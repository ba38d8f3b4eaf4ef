// =============================================================================
// store.rs — WHERE THE PARAGRAPHS GO TO BE COUNTED
// =============================================================================
//
// The last two stages never touch the network.
//
//   load    ai_paragraphs.csv -> sec_ai.sqlite
//           Drops and recreates the paragraph table on every load. There
//           is no merge. If you want yesterday's numbers, keep yesterday's
//           file. A per-(year, sector, ticker) summary table is rebuilt in
//           the same transaction.
//
//   report  sec_ai.sqlite -> reports/*.csv
//           Five group-bys over a year window. Somebody else can draw the
//           charts.
// =============================================================================

use std::collections::BTreeMap;
use std::path::{Path, PathBuf};

use rusqlite::{params, Connection, OpenFlags};
use serde::Serialize;
use tracing::info;

use crate::config::Config;
use crate::error::PipelineError;
use crate::metrics::RunMetrics;
use crate::models::{ParagraphRecord, PARAGRAPH_COLUMNS};

/// How many tickers the leaderboard keeps.
const TOP_TICKERS: usize = 15;

const CREATE_PARAGRAPHS: &str = "
    DROP TABLE IF EXISTS ai_paragraphs;
    CREATE TABLE ai_paragraphs (
        ticker      TEXT    NOT NULL,
        sector      TEXT    NOT NULL,
        year        INTEGER NOT NULL,
        filing_date TEXT    NOT NULL,
        form        TEXT    NOT NULL,
        paragraph   TEXT    NOT NULL,
        keyword     TEXT    NOT NULL
    );
";

const INSERT_PARAGRAPH: &str = "
    INSERT INTO ai_paragraphs (ticker, sector, year, filing_date, form, paragraph, keyword)
    VALUES (?1, ?2, ?3, ?4, ?5, ?6, ?7)
";

const CREATE_SUMMARY: &str = "
    DROP TABLE IF EXISTS ai_counts_year_sector_ticker;
    CREATE TABLE ai_counts_year_sector_ticker AS
    SELECT year, sector, ticker, COUNT(*) AS ai_paragraph_count
    FROM ai_paragraphs
    GROUP BY year, sector, ticker
    ORDER BY year, sector, ticker;
";

/// Replace the store's paragraph table with the contents of `csv_path`.
/// Returns the number of rows loaded; zero is a perfectly good answer.
pub fn load_paragraphs(
    csv_path: &Path,
    store_path: &Path,
    metrics: &RunMetrics,
) -> Result<usize, PipelineError> {
    if !csv_path.exists() {
        return Err(PipelineError::MissingInput {
            path: csv_path.to_path_buf(),
            hint: "run extract first",
        });
    }

    let mut reader = csv::Reader::from_path(csv_path)?;
    let headers = reader.headers()?.clone();
    let missing: Vec<String> = PARAGRAPH_COLUMNS
        .iter()
        .filter(|column| !headers.iter().any(|h| h.trim() == **column))
        .map(|column| column.to_string())
        .collect();
    if !missing.is_empty() {
        return Err(PipelineError::SchemaMismatch { missing });
    }

    if let Some(parent) = store_path.parent() {
        if !parent.as_os_str().is_empty() {
            std::fs::create_dir_all(parent).map_err(|source| PipelineError::OutputDir {
                path: parent.to_path_buf(),
                source,
            })?;
        }
    }

    let mut conn = Connection::open(store_path)?;
    let tx = conn.transaction()?;
    tx.execute_batch(CREATE_PARAGRAPHS)?;

    let mut loaded = 0usize;
    {
        let mut insert = tx.prepare(INSERT_PARAGRAPH)?;
        for row in reader.deserialize::<ParagraphRecord>() {
            let row = row?;
            insert.execute(params![
                row.ticker,
                row.sector,
                row.year,
                row.filing_date,
                row.form,
                row.paragraph_text,
                row.matched_keyword,
            ])?;
            loaded += 1;
        }
    }

    tx.execute_batch(CREATE_SUMMARY)?;
    tx.commit()?;

    RunMetrics::add(&metrics.rows_loaded, loaded as u64);
    info!(
        rows = loaded,
        store = %store_path.display(),
        "🗄️  Paragraph table replaced"
    );
    Ok(loaded)
}

// =============================================================================
// Report tables
// =============================================================================

#[derive(Debug, Clone, PartialEq, Serialize)]
pub struct YearSectorCount {
    pub year: i32,
    pub sector: String,
    pub ai_paragraph_count: i64,
}

#[derive(Debug, Clone, PartialEq, Serialize)]
pub struct TickerCount {
    pub ticker: String,
    pub sector: String,
    pub ai_paragraph_count: i64,
}

#[derive(Debug, Clone, PartialEq, Serialize)]
pub struct FormSectorCount {
    pub form: String,
    pub sector: String,
    pub ai_paragraph_count: i64,
}

#[derive(Debug, Clone, PartialEq, Serialize)]
pub struct SectorShare {
    pub year: i32,
    pub sector: String,
    pub ai_paragraph_count: i64,
    pub ai_paragraph_count_total: i64,
    pub share_percent: f64,
}

#[derive(Debug, Clone, PartialEq, Serialize)]
pub struct AverageWordCount {
    pub year: i32,
    pub sector: String,
    pub avg_word_count: f64,
}

/// Everything the report stage computes for one year window.
#[derive(Debug, Clone, PartialEq)]
pub struct Report {
    pub by_year_sector: Vec<YearSectorCount>,
    pub top_tickers: Vec<TickerCount>,
    pub by_form_sector: Vec<FormSectorCount>,
    pub sector_share: Vec<SectorShare>,
    pub avg_word_count: Vec<AverageWordCount>,
}

/// Run the report queries for `[start, end]`. An empty year/sector table
/// means the load stage never ran or loaded nothing in range, and is fatal.
pub fn query_report(conn: &Connection, start: i32, end: i32) -> Result<Report, PipelineError> {
    let by_year_sector = conn
        .prepare(
            "SELECT year, sector, COUNT(*) AS ai_paragraph_count
             FROM ai_paragraphs
             WHERE year BETWEEN ?1 AND ?2
             GROUP BY year, sector
             ORDER BY year, sector",
        )?
        .query_map(params![start, end], |row| {
            Ok(YearSectorCount {
                year: row.get(0)?,
                sector: row.get(1)?,
                ai_paragraph_count: row.get(2)?,
            })
        })?
        .collect::<Result<Vec<_>, _>>()?;

    if by_year_sector.is_empty() {
        return Err(PipelineError::EmptyReport { start, end });
    }

    let top_tickers = conn
        .prepare(
            "SELECT ticker, sector, COUNT(*) AS ai_paragraph_count
             FROM ai_paragraphs
             WHERE year BETWEEN ?1 AND ?2
             GROUP BY ticker, sector
             ORDER BY ai_paragraph_count DESC, ticker
             LIMIT ?3",
        )?
        .query_map(params![start, end, TOP_TICKERS as i64], |row| {
            Ok(TickerCount {
                ticker: row.get(0)?,
                sector: row.get(1)?,
                ai_paragraph_count: row.get(2)?,
            })
        })?
        .collect::<Result<Vec<_>, _>>()?;

    let by_form_sector = conn
        .prepare(
            "SELECT form, sector, COUNT(*) AS ai_paragraph_count
             FROM ai_paragraphs
             WHERE year BETWEEN ?1 AND ?2
             GROUP BY form, sector
             ORDER BY ai_paragraph_count DESC, form, sector",
        )?
        .query_map(params![start, end], |row| {
            Ok(FormSectorCount {
                form: row.get(0)?,
                sector: row.get(1)?,
                ai_paragraph_count: row.get(2)?,
            })
        })?
        .collect::<Result<Vec<_>, _>>()?;

    // Word count approximated as spaces + 1, same as every spreadsheet ever.
    let avg_word_count = conn
        .prepare(
            "SELECT year, sector,
                    AVG(LENGTH(paragraph) - LENGTH(REPLACE(paragraph, ' ', '')) + 1) AS avg_word_count
             FROM ai_paragraphs
             WHERE year BETWEEN ?1 AND ?2
             GROUP BY year, sector
             ORDER BY year, sector",
        )?
        .query_map(params![start, end], |row| {
            Ok(AverageWordCount {
                year: row.get(0)?,
                sector: row.get(1)?,
                avg_word_count: row.get(2)?,
            })
        })?
        .collect::<Result<Vec<_>, _>>()?;

    let sector_share = sector_share(&by_year_sector);

    Ok(Report {
        by_year_sector,
        top_tickers,
        by_form_sector,
        sector_share,
        avg_word_count,
    })
}

/// Each sector's percentage of that year's AI paragraphs.
pub fn sector_share(rows: &[YearSectorCount]) -> Vec<SectorShare> {
    let mut totals: BTreeMap<i32, i64> = BTreeMap::new();
    for row in rows {
        *totals.entry(row.year).or_default() += row.ai_paragraph_count;
    }

    rows.iter()
        .map(|row| {
            let total = totals.get(&row.year).copied().unwrap_or(0);
            let share_percent = if total == 0 {
                0.0
            } else {
                100.0 * row.ai_paragraph_count as f64 / total as f64
            };
            SectorShare {
                year: row.year,
                sector: row.sector.clone(),
                ai_paragraph_count: row.ai_paragraph_count,
                ai_paragraph_count_total: total,
                share_percent,
            }
        })
        .collect()
}

fn write_table<T: Serialize>(path: &Path, rows: &[T]) -> Result<(), PipelineError> {
    let mut writer = csv::Writer::from_path(path)?;
    for row in rows {
        writer.serialize(row)?;
    }
    writer.flush()?;
    Ok(())
}

/// Query the store and write the five summary tables into `reports_dir`.
pub fn report(
    store_path: &Path,
    reports_dir: &Path,
    start: i32,
    end: i32,
) -> Result<Vec<PathBuf>, PipelineError> {
    if !store_path.exists() {
        return Err(PipelineError::MissingInput {
            path: store_path.to_path_buf(),
            hint: "run load first",
        });
    }
    std::fs::create_dir_all(reports_dir).map_err(|source| PipelineError::OutputDir {
        path: reports_dir.to_path_buf(),
        source,
    })?;

    let conn = Connection::open_with_flags(store_path, OpenFlags::SQLITE_OPEN_READ_ONLY)?;
    let report = query_report(&conn, start, end)?;

    let paths = vec![
        reports_dir.join("ai_trends_by_sector.csv"),
        reports_dir.join("ai_paragraphs_top_tickers.csv"),
        reports_dir.join("ai_paragraphs_by_form_and_sector.csv"),
        reports_dir.join("ai_sector_share_percent.csv"),
        reports_dir.join("ai_avg_paragraph_length.csv"),
    ];
    write_table(&paths[0], &report.by_year_sector)?;
    write_table(&paths[1], &report.top_tickers)?;
    write_table(&paths[2], &report.by_form_sector)?;
    write_table(&paths[3], &report.sector_share)?;
    write_table(&paths[4], &report.avg_word_count)?;

    info!(
        start = start,
        end = end,
        tables = paths.len(),
        dir = %reports_dir.display(),
        "📈 Reports written"
    );
    Ok(paths)
}

/// Load stage entry point.
pub fn run_load(
    config: &Config,
    csv_path: Option<&Path>,
    metrics: &RunMetrics,
) -> Result<usize, PipelineError> {
    let csv_path = csv_path.unwrap_or(&config.output_csv);
    load_paragraphs(csv_path, &config.store_path, metrics)
}

/// Report stage entry point. The window defaults to the configured one.
pub fn run_report(
    config: &Config,
    start: Option<i32>,
    end: Option<i32>,
) -> Result<Vec<PathBuf>, PipelineError> {
    report(
        &config.store_path,
        &config.reports_dir,
        start.unwrap_or(config.start_year),
        end.unwrap_or(config.end_year),
    )
}
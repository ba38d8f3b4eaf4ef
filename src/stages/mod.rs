// =============================================================================
// stages/mod.rs — THE ASSEMBLY LINE
// =============================================================================
//
// Four stages, run in order, each handing the next a file on disk:
//
//   discovery     registry JSON      -> sec_filings_index.json
//   extraction    index + documents  -> ai_paragraphs.csv
//   (load)        csv                -> sec_ai.sqlite
//   (report)      sqlite             -> reports/*.csv
//
// Discovery talks to data.sec.gov one company at a time. Extraction talks to
// www.sec.gov through a bounded worker pool and a disk cache. The last two
// live in store.rs because they never touch the network.
// =============================================================================

pub mod discovery;
pub mod fetch_cache;
pub mod orchestrator;
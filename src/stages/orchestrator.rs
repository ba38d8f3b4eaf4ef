// =============================================================================
// orchestrator.rs — THE FOREMAN
// =============================================================================
//
// Extraction takes the discovery index and turns it into the paragraph
// table. For every filing reference:
//
//   fetch (through the cache) -> strip markup -> segment -> word floor
//   -> classify -> ParagraphRecord per hit
//
// Filings run on a bounded pool of tokio tasks. The bound is the number of
// documents we are willing to have in flight against www.sec.gov at once;
// it is not a CPU knob. Parsing and classification are CPU work, so they
// go to the blocking pool and leave the runtime threads free to wait on
// sockets.
//
// Each task hands back Result<Vec<ParagraphRecord>, FilingError>. A failed
// fetch, a parse that panicked, a worker that got cancelled: all of them
// fold into "this filing contributed nothing" with a warning and a
// counter. One bad filing never takes down the batch.
//
// Rows arrive in completion order. Nobody should depend on row order.
// =============================================================================

use std::path::{Path, PathBuf};
use std::sync::Arc;

use futures::stream::{self, StreamExt};
use serde::Deserialize;
use serde_json::{Map, Value};
use tracing::{debug, info, warn};

use crate::config::Config;
use crate::error::{FilingError, PipelineError};
use crate::metrics::RunMetrics;
use crate::models::{year_of, ParagraphRecord, PARAGRAPH_COLUMNS};
use crate::stages::fetch_cache::{DocumentSource, FilingCache, HttpDocumentSource};
use crate::text_extractor::extract_paragraphs;
use crate::text_scanner::KeywordClassifier;

/// Keys under which an object-shaped index may hold its record list,
/// checked in this order.
const INDEX_LIST_KEYS: &[&str] = &["filings", "records", "items"];

/// The shapes an index file is allowed to take.
#[derive(Debug, Deserialize)]
#[serde(untagged)]
enum IndexDocument {
    Records(Vec<Value>),
    Keyed(Map<String, Value>),
}

impl IndexDocument {
    /// Collapse either shape into a plain record list.
    fn into_records(self) -> Option<Vec<Value>> {
        match self {
            IndexDocument::Records(records) => Some(records),
            IndexDocument::Keyed(mut map) => INDEX_LIST_KEYS.iter().find_map(|key| {
                match map.remove(*key) {
                    Some(Value::Array(records)) => Some(records),
                    _ => None,
                }
            }),
        }
    }
}
// =============================================================================
// fetch_cache.rs — THE HOARDER
// =============================================================================
//
// A 10-K is a few megabytes of HTML. Ten years of filings for thirty
// companies is a few thousand of them. Fetching that twice because we
// tweaked a regex would be rude to the SEC and ruinous to our patience.
//
// So every document we ever fetch lands on disk, keyed by the MD5 of its
// URL (not its content; we have not fetched the content yet when we need
// the key). A cache hit costs one file read. A miss costs one network
// fetch, retried a small fixed number of times, then we give up on that
// filing and let the rest of the run carry on.
//
// There is no eviction and no expiry. Filings do not change after they are
// filed, and disk is cheaper than the SEC's goodwill.
//
// Writes go to a uniquely named temp file and are renamed into place, so
// two workers racing on the same URL each publish a complete file and the
// last rename wins.
// =============================================================================

use std::io::ErrorKind;
use std::path::{Path, PathBuf};
use std::sync::Arc;
use std::time::Duration;

use async_trait::async_trait;
use tracing::{debug, error, warn};
use uuid::Uuid;

use crate::config::Config;
use crate::error::FetchError;
use crate::metrics::RunMetrics;

/// Anything that can turn a document URL into its raw text.
#[async_trait]
pub trait DocumentSource: Send + Sync {
    async fn fetch(&self, url: &str) -> Result<String, FetchError>;
}

/// The real thing: reqwest against the SEC document host.
pub struct HttpDocumentSource {
    client: reqwest::Client,
}

impl HttpDocumentSource {
    pub fn new(config: &Config) -> Result<Self, reqwest::Error> {
        let mut headers = reqwest::header::HeaderMap::new();
        headers.insert(
            reqwest::header::ACCEPT,
            reqwest::header::HeaderValue::from_static("*/*"),
        );

        // gzip/deflate/brotli features make reqwest advertise and decode
        // compressed responses on its own.
        let client = reqwest::Client::builder()
            .timeout(config.fetch_timeout)
            .user_agent(config.user_agent.clone())
            .default_headers(headers)
            .build()?;

        Ok(Self { client })
    }
}

#[async_trait]
impl DocumentSource for HttpDocumentSource {
    async fn fetch(&self, url: &str) -> Result<String, FetchError> {
        let response = self.client.get(url).send().await?;

        let status = response.status();
        if !status.is_success() {
            return Err(FetchError::Status(status.as_u16()));
        }

        Ok(response.text().await?)
    }
}

/// What a cache lookup produced.
#[derive(Debug, Clone, PartialEq, Eq)]
pub enum FetchOutcome {
    /// Served from disk.
    Cached(String),
    /// Fetched from the network (and written to disk, if the disk agreed).
    Fetched(String),
    /// Every attempt failed. The caller should skip this document.
    Unavailable,
}

impl FetchOutcome {
    pub fn into_text(self) -> Option<String> {
        match self {
            FetchOutcome::Cached(text) | FetchOutcome::Fetched(text) => Some(text),
            FetchOutcome::Unavailable => None,
        }
    }
}

/// Read-through, write-behind, never-forget document cache.
pub struct FilingCache {
    dir: PathBuf,
    source: Arc<dyn DocumentSource>,
    timeout: Duration,
    max_attempts: u32,
    retry_pause: Duration,
    metrics: Arc<RunMetrics>,
}

impl FilingCache {
    pub fn new(config: &Config, source: Arc<dyn DocumentSource>, metrics: Arc<RunMetrics>) -> Self {
        Self {
            dir: config.cache_dir.clone(),
            source,
            timeout: config.fetch_timeout,
            max_attempts: config.fetch_max_attempts.max(1),
            retry_pause: config.fetch_retry_pause,
            metrics,
        }
    }

    /// Where the document for `url` lives (or will live) on disk.
    pub fn cache_path(&self, url: &str) -> PathBuf {
        self.dir.join(format!("{}.html", cache_key(url)))
    }

    /// Return the document for `url`, from disk if we have it, otherwise
    /// from the network with bounded retries.
    pub async fn get(&self, url: &str) -> FetchOutcome {
        let path = self.cache_path(url);

        match tokio::fs::read(&path).await {
            Ok(bytes) => {
                RunMetrics::incr(&self.metrics.cache_hits);
                debug!(url = url, path = %path.display(), "Cache hit");
                // Undecodable bytes get the replacement character rather
                // than costing us the whole filing.
                return FetchOutcome::Cached(String::from_utf8_lossy(&bytes).into_owned());
            }
            Err(e) if e.kind() == ErrorKind::NotFound => {}
            Err(e) => {
                warn!(path = %path.display(), error = %e, "Failed to read cache entry, refetching");
            }
        }

        RunMetrics::incr(&self.metrics.cache_misses);

        for attempt in 1..=self.max_attempts {
            RunMetrics::incr(&self.metrics.fetch_attempts);

            let result = match tokio::time::timeout(self.timeout, self.source.fetch(url)).await {
                Ok(result) => result,
                Err(_) => Err(FetchError::Other(format!(
                    "timed out after {}s",
                    self.timeout.as_secs_f32()
                ))),
            };

            match result {
                Ok(text) => {
                    self.store(&path, &text).await;
                    return FetchOutcome::Fetched(text);
                }
                Err(e) => {
                    warn!(
                        url = url,
                        attempt = attempt,
                        max_attempts = self.max_attempts,
                        error = %e,
                        "Fetch attempt {}/{} failed",
                        attempt,
                        self.max_attempts
                    );
                    if attempt < self.max_attempts {
                        tokio::time::sleep(self.retry_pause).await;
                    }
                }
            }
        }

        error!(
            url = url,
            attempts = self.max_attempts,
            "Giving up on filing document"
        );
        FetchOutcome::Unavailable
    }

    /// Persist a fetched document. Failure is logged and counted, never
    /// propagated: the caller already has the text in hand.
    async fn store(&self, path: &Path, text: &str) {
        if let Err(e) = write_atomically(path, text.as_bytes()).await {
            RunMetrics::incr(&self.metrics.cache_write_failures);
            warn!(path = %path.display(), error = %e, "Failed to write cache entry");
        }
    }
}

/// Deterministic cache key: hex MD5 of the URL.
pub fn cache_key(url: &str) -> String {
    format!("{:x}", md5::compute(url.as_bytes()))
}

async fn write_atomically(path: &Path, bytes: &[u8]) -> std::io::Result<()> {
    if let Some(parent) = path.parent() {
        tokio::fs::create_dir_all(parent).await?;
    }

    let file_name = path
        .file_name()
        .map(|n| n.to_string_lossy().into_owned())
        .unwrap_or_else(|| "entry".to_string());
    let tmp = path.with_file_name(format!(".{}.{}.tmp", file_name, Uuid::new_v4()));

    if let Err(e) = tokio::fs::write(&tmp, bytes).await {
        let _ = tokio::fs::remove_file(&tmp).await;
        return Err(e);
    }
    if let Err(e) = tokio::fs::rename(&tmp, path).await {
        let _ = tokio::fs::remove_file(&tmp).await;
        return Err(e);
    }
    Ok(())
}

Assignment —
Scan the listing for the word "SectorShare". Copy every line in which it appears.

Output —
pub struct SectorShare {
    pub sector_share: Vec<SectorShare>,
pub fn sector_share(rows: &[YearSectorCount]) -> Vec<SectorShare> {
            SectorShare {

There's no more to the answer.